## What the exercise asks
In the entries that follow, find every line containing "domain" and copy it.

----

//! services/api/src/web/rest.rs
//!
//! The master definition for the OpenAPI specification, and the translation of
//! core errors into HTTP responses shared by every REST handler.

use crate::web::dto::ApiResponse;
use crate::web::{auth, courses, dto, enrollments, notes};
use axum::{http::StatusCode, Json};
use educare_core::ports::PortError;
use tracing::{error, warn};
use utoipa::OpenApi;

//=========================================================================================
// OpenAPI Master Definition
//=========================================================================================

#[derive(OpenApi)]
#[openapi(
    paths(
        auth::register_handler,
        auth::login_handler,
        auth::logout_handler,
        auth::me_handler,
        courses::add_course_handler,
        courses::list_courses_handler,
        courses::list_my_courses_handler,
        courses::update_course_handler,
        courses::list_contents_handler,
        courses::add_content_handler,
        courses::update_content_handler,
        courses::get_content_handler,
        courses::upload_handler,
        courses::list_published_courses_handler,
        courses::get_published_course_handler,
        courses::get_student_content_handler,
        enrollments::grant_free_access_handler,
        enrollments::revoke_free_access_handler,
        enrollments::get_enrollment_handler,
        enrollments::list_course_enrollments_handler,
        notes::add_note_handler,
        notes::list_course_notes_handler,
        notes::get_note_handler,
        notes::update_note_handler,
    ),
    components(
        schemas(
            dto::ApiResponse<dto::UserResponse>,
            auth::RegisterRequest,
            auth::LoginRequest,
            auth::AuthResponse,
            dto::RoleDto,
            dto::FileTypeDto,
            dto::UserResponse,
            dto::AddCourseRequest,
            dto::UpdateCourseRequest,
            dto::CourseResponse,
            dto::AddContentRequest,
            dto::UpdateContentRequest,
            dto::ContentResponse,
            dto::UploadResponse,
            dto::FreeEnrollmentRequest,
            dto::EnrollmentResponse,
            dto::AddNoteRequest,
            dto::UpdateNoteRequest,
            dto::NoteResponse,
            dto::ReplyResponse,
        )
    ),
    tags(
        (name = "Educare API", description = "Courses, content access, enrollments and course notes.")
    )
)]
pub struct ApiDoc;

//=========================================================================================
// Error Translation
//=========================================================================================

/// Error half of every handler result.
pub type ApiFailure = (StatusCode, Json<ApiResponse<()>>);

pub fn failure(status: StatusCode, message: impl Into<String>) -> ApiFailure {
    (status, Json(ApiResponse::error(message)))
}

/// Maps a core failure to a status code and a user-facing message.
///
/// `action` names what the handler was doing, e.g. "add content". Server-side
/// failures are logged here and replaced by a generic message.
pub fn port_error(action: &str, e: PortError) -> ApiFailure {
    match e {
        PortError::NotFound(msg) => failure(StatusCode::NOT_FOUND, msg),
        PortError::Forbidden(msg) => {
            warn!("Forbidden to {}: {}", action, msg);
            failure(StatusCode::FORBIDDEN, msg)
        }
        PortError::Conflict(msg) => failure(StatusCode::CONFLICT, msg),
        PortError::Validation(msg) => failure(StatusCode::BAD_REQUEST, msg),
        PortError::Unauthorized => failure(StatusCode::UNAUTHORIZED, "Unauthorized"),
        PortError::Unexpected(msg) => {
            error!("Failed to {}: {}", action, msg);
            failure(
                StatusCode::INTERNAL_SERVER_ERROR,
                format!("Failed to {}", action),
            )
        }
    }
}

----

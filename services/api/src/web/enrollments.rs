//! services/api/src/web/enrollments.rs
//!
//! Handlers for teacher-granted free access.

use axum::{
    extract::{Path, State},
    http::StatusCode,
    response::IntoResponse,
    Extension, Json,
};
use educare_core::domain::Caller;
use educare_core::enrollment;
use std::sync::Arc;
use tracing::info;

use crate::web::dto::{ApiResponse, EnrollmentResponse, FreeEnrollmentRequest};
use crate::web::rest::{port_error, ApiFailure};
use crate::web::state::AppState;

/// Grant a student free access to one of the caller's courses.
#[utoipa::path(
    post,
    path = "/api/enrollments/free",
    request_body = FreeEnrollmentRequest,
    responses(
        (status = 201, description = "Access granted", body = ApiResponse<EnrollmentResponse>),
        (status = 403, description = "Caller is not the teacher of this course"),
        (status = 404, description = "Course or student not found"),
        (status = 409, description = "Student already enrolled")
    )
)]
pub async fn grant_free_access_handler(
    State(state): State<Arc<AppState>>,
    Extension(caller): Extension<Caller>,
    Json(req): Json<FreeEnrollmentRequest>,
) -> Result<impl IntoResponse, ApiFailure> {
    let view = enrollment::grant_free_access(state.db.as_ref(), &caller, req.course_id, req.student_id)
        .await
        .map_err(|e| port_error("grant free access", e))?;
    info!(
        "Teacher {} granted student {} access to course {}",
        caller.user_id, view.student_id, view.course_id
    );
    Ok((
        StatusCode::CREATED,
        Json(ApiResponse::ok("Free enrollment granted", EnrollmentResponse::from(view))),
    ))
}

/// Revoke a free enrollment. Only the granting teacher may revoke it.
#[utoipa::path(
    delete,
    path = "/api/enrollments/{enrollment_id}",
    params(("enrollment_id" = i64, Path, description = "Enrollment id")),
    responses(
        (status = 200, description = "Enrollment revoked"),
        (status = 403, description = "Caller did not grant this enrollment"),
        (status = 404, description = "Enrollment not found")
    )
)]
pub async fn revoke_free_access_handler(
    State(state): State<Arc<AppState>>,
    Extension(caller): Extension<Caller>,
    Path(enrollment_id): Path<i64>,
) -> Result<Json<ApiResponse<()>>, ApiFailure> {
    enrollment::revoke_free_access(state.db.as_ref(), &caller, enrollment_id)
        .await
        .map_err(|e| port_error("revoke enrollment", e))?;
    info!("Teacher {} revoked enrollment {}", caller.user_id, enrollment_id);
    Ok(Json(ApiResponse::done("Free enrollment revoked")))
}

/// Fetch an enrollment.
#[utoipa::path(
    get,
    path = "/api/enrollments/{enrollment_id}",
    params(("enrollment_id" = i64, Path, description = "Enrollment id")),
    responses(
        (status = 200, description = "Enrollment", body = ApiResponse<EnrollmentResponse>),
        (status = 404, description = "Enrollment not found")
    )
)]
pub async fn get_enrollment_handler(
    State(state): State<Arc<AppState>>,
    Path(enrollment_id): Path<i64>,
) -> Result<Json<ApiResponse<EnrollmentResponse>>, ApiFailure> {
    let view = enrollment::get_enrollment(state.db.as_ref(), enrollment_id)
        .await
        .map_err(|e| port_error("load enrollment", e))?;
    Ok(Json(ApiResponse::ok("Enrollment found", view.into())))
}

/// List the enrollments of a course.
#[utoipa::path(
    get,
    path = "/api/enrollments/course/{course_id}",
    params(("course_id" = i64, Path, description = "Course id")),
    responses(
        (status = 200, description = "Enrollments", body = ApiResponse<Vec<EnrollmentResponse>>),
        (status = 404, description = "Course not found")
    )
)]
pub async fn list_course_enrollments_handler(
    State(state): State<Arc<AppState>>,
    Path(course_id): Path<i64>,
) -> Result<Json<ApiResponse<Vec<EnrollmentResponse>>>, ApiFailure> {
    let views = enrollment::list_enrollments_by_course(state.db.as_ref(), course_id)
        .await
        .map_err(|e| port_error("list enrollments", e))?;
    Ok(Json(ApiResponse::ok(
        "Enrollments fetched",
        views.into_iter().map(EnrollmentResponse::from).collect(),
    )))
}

----

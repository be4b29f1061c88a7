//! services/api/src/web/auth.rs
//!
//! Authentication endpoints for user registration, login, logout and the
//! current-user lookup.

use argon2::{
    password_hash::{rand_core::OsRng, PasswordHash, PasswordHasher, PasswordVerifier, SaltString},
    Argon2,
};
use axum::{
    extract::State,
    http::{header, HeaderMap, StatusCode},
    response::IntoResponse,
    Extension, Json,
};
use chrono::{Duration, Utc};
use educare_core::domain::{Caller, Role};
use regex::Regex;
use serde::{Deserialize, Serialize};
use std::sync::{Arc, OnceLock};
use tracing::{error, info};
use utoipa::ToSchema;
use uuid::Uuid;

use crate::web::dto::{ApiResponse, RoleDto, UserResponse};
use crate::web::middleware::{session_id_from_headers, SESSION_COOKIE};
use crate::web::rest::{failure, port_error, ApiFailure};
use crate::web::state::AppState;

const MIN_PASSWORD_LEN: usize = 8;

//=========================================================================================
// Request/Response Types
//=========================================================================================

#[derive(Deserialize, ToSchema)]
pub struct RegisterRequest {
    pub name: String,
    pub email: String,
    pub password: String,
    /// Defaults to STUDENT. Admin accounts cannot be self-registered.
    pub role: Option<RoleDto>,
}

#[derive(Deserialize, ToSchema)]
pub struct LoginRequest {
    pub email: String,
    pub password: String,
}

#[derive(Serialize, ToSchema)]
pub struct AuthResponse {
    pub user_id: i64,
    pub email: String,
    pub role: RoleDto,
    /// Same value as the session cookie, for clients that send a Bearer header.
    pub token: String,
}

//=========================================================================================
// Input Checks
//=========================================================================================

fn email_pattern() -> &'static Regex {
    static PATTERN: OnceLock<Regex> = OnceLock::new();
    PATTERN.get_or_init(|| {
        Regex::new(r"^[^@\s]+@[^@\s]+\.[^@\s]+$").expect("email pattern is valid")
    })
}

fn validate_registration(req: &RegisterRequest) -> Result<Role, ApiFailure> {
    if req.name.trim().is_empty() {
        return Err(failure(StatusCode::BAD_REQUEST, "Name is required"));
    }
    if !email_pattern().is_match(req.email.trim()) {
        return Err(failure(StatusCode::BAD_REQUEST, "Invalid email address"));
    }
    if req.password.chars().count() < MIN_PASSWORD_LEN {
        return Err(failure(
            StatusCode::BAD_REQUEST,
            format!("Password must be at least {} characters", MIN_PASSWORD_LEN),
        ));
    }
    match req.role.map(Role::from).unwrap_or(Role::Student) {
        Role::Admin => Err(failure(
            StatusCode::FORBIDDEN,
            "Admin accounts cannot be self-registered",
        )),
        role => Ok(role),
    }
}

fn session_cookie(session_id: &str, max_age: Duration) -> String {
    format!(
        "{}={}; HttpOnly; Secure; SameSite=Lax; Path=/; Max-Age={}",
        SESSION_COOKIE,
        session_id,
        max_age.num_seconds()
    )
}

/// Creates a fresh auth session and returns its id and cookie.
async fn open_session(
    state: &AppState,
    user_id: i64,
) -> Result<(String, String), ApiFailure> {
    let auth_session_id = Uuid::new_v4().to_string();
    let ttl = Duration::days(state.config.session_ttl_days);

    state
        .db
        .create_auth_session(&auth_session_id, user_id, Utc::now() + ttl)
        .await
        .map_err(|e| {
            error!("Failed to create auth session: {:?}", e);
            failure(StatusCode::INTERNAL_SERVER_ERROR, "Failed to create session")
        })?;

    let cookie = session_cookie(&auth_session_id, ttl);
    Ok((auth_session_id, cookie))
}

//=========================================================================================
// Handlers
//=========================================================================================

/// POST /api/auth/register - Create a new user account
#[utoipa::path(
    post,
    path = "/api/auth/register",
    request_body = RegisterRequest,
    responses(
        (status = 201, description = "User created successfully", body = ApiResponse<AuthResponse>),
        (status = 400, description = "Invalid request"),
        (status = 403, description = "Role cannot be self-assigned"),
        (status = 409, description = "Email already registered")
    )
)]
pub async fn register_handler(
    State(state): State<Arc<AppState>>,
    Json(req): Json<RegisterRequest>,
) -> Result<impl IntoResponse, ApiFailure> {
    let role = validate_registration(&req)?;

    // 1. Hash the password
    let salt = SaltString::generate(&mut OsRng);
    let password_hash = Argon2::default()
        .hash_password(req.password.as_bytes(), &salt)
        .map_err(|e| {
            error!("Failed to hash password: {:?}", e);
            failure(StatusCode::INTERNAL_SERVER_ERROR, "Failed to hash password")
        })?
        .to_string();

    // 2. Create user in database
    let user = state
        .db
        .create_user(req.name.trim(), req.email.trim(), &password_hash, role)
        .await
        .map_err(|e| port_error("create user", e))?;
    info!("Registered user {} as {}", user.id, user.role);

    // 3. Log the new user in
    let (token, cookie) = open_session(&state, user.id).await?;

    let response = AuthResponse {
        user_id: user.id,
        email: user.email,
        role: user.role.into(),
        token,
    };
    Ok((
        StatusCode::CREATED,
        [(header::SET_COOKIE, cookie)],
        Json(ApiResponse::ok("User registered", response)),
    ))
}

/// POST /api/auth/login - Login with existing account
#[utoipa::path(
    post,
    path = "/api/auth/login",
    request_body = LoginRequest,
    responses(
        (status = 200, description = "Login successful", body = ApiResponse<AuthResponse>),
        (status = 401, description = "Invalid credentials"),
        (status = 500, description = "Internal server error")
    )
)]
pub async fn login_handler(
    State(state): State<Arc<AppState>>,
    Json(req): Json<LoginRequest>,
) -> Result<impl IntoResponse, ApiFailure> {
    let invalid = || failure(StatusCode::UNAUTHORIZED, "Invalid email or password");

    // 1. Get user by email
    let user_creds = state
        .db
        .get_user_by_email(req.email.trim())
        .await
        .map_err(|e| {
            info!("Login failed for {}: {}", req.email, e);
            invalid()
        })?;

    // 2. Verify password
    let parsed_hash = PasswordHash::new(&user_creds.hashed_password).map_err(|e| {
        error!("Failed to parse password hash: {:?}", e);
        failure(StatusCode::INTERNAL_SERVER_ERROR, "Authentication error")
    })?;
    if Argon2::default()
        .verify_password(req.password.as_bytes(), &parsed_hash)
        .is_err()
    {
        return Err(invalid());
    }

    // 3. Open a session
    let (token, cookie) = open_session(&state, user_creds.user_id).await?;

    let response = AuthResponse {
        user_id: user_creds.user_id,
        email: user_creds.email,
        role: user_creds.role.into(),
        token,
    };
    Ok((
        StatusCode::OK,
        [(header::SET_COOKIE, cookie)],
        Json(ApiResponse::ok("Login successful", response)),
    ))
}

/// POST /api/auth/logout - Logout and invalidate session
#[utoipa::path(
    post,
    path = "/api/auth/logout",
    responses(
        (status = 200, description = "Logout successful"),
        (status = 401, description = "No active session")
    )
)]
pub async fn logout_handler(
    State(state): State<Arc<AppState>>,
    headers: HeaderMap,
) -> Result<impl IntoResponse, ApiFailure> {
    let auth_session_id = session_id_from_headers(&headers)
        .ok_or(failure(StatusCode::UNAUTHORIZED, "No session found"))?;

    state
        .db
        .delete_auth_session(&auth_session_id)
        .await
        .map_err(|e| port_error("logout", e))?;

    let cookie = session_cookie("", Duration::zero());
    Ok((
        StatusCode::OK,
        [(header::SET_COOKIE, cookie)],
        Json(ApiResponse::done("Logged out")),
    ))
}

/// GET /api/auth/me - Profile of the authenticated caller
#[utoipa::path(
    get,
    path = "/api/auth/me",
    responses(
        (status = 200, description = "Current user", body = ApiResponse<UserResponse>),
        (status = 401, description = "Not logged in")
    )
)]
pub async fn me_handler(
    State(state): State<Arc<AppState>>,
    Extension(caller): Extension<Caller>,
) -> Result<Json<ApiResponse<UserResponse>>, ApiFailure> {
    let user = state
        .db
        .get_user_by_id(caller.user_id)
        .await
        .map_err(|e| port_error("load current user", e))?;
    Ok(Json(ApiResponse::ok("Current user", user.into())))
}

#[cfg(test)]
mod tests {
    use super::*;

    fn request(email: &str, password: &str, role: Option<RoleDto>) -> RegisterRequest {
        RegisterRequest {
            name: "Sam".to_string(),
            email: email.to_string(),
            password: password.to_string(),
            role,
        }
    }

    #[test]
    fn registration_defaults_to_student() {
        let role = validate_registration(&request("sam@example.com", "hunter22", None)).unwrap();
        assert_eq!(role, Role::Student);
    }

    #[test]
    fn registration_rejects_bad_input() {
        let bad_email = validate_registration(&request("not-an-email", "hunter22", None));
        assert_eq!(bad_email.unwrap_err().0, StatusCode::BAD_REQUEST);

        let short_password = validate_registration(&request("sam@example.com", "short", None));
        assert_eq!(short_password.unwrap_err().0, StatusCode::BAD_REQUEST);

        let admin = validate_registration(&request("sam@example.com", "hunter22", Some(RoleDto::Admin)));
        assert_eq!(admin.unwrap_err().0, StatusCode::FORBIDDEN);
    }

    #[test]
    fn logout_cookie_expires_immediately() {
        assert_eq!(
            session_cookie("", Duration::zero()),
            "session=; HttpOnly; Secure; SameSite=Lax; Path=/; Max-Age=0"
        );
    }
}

----

## Answer section
use educare_core::domain::Caller;
use educare_core::domain::{Caller, Role};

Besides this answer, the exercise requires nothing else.